Mi amigo Raju, de Nueva Delhi
Dolores Caviglia
No pensé que no iba a haber veredas. Cuando llegué a Nueva Delhi ese febrero y me di cuenta de que no había por dónde caminar me enojé por no haber considerado la posibilidad. El tránsito en la India es exquisito, una mezcla pastelera en el momento justo en que se comienza a batir: la gente desaparece y regresa en segundos y a metros, y uno no entiende cómo lo hizo.
Estaba allí con mi novio. Hacía calor y no había nubes, pero tampoco podíamos ver el sol por el esmog, esa seda gris que cubre la ciudad como un obsequio. Habíamos decidido viajar lejos porque queríamos saber más. Del mundo. De la vida. De nosotros. Pero no creí que no iba a haber veredas y sentí miedo. No el miedo de que va a pasar algo malo ni el miedo de que me va a pasar algo malo, pero sí miedo. Tenía el mapa, los destinos marcados, la plata en la mochila, pero no sabía cómo ir a ningún lado. Sentí pánico. En silencio, pero pánico. Me había puesto una de esas faldas largas que mis amigas odian, pero que a mí me encantan por hippies; una remera lisa y un saco negro. Pensaba que así iba a camuflarme en la turba de pelos oscuros como el mío, de ojos oscuros como los míos, pero igual me miraban.

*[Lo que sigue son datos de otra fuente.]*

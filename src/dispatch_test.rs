use super::*;

#[derive(Default)]
struct Log {
    seen: Vec<&'static str>,
}

fn pass_a(log: &mut Log, _: &u8, _: &mut Vec<u8>) -> Result<Claim, EditorError> {
    log.seen.push("a");
    Ok(Claim::Pass)
}

fn claim_b(log: &mut Log, ev: &u8, out: &mut Vec<u8>) -> Result<Claim, EditorError> {
    log.seen.push("b");
    out.push(*ev);
    Ok(Claim::Claimed)
}

fn claim_c(log: &mut Log, _: &u8, _: &mut Vec<u8>) -> Result<Claim, EditorError> {
    log.seen.push("c");
    Ok(Claim::Claimed)
}

fn fail_d(log: &mut Log, _: &u8, _: &mut Vec<u8>) -> Result<Claim, EditorError> {
    log.seen.push("d");
    Err(EditorError::ViewportUnavailable)
}

#[test]
fn first_claim_wins_and_stops_chain() {
    let mut log = Log::default();
    let mut out = Vec::new();
    let routes: [Route<Log, u8, u8>; 3] = [("a", pass_a), ("b", claim_b), ("c", claim_c)];
    let result = try_handlers(&mut log, &7, &mut out, &routes);
    assert_eq!(result, Dispatch::Claimed("b"));
    assert_eq!(result.claimed_by(), Some("b"));
    assert_eq!(log.seen, vec!["a", "b"]);
    assert_eq!(out, vec![7]);
}

#[test]
fn order_decides_the_winner() {
    let mut log = Log::default();
    let mut out = Vec::new();
    let routes: [Route<Log, u8, u8>; 2] = [("c", claim_c), ("b", claim_b)];
    assert_eq!(try_handlers(&mut log, &1, &mut out, &routes), Dispatch::Claimed("c"));
    assert!(out.is_empty());
}

#[test]
fn all_pass_is_unclaimed() {
    let mut log = Log::default();
    let mut out = Vec::new();
    let routes: [Route<Log, u8, u8>; 2] = [("a", pass_a), ("a2", pass_a)];
    let result = try_handlers(&mut log, &1, &mut out, &routes);
    assert_eq!(result, Dispatch::Unclaimed);
    assert_eq!(result.claimed_by(), None);
    assert_eq!(log.seen.len(), 2);
}

#[test]
fn error_stops_chain() {
    let mut log = Log::default();
    let mut out = Vec::new();
    let routes: [Route<Log, u8, u8>; 3] = [("a", pass_a), ("d", fail_d), ("b", claim_b)];
    let result = try_handlers(&mut log, &1, &mut out, &routes);
    assert_eq!(result, Dispatch::Failed { by: "d", error: EditorError::ViewportUnavailable });
    assert_eq!(log.seen, vec!["a", "d"]);
}

#[test]
fn empty_chain_is_unclaimed() {
    let mut log = Log::default();
    let mut out: Vec<u8> = Vec::new();
    let routes: [Route<Log, u8, u8>; 0] = [];
    assert_eq!(try_handlers(&mut log, &1, &mut out, &routes), Dispatch::Unclaimed);
}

Mi novio me dijo que quizá se me veía mucho la piel del cuello y me sentí desolada. La gente empezó a acercarse para decirnos quién sabe qué cosa. Seguro nos ofrecían llevarnos. Me sentí aturdida.
Avanzamos un par de cuadras no sé cómo. Llegamos a una plaza con edificios históricos y desplegué el mapa para fingir, y de pronto sentí la voz de un hombre que no hablaba, sino que soltaba las palabras al aire como un niño las burbujas. Alcé la vista y era él: algo panzón, la piel almendra, la boca gris, la nariz rellena, los ojos pequeños, la barba algo cana, la barba algo negra, la barba en pliegos y una tela anaranjada y enroscada a su cabeza como la corona de un príncipe de tierra. Señaló un punto del mapa, apuntó a su tuctuc, ese triciclo motorizado que sirve para transportar a tres personas, pero que los indios desbordan, y nos hizo un gesto para que subiéramos y no sé si fueron mis nervios, la frustración de mi novio o una fe perdida, pero lo hicimos.
Su nombre era Ajit, pero nos dijo que lo llamáramos Raju, y nos contó en un inglés infantil que hacía años que llevaba turistas de acá para allá. Que estaba casado, que tenía dos hijos y que integraba la comunidad del sijismo, la cuarta religión más popular del país más popular y religioso. En la India, la nación en la que todos veneran a Shivá, a Ganesha o a Alá, Raju veneraba un libro, inmenso, escrito en gurmukhi y protegido a toda hora, el libro que compila las enseñanzas de Gurú Nanak, quien nació en 1469, no estaba conforme ni con el hinduismo ni con el islam, y por ello creó sijismo.
Raju nos compartió su historia. En los seis días en que nos llevó a los lugares que quisimos nos dijo que estaba convencido de que todos éramos iguales, de que no hay que dividir por raza, por religión, por casta, por género. Nos contó que trabaja para vivir, pero no para acumular, que dona lo que puede, que no se compra cosas, que no presume, que no fuma, no engaña, no juega al azar. Cada vez que entrábamos a un templo sij se emocionaba, saludaba a sus conocidos, les explicaba quiénes éramos y nos daba de comer un dulce marrón. Una vez nos llevó a la cocina del lugar para mostrarnos que los sijs dan de comer a miles de personas por día, por nada, porque es justo.
Recuerdo la piedad con la que entraba a cualquier sitio, su frase de cabecera en su inglés rosado: "Sij people good people", su alegría cuando le contamos que visitaríamos Amritsar, pueblo del templo dorado de los sijs, su tono al hablar de sus hijos, que agradecía cada vez, que lo que a mí me parecía poco para él era un montón, que tenía un celular sin internet, la ropa con manchas, la camisa planchada, la dicha -en sus palabras- de haber nacido donde nació, que nunca había viajado a otro país, que admitía los errores, que siempre me dejaba pensando. Recuerdo sus ojos a través del espejo de su tuctuc, tan viejo, pero tan cuidado.
Yo no soy una persona religiosa. Me bautizaron porque no me preguntaron y a los 9 o 10 años, cuando comencé catequesis en la Iglesia Católica de Lomas de Zamora porque mis padres me anotaron, lloré toda la clase y nunca más volví. Pero desde aquellas vacaciones me gustan los sijs. Por Raju.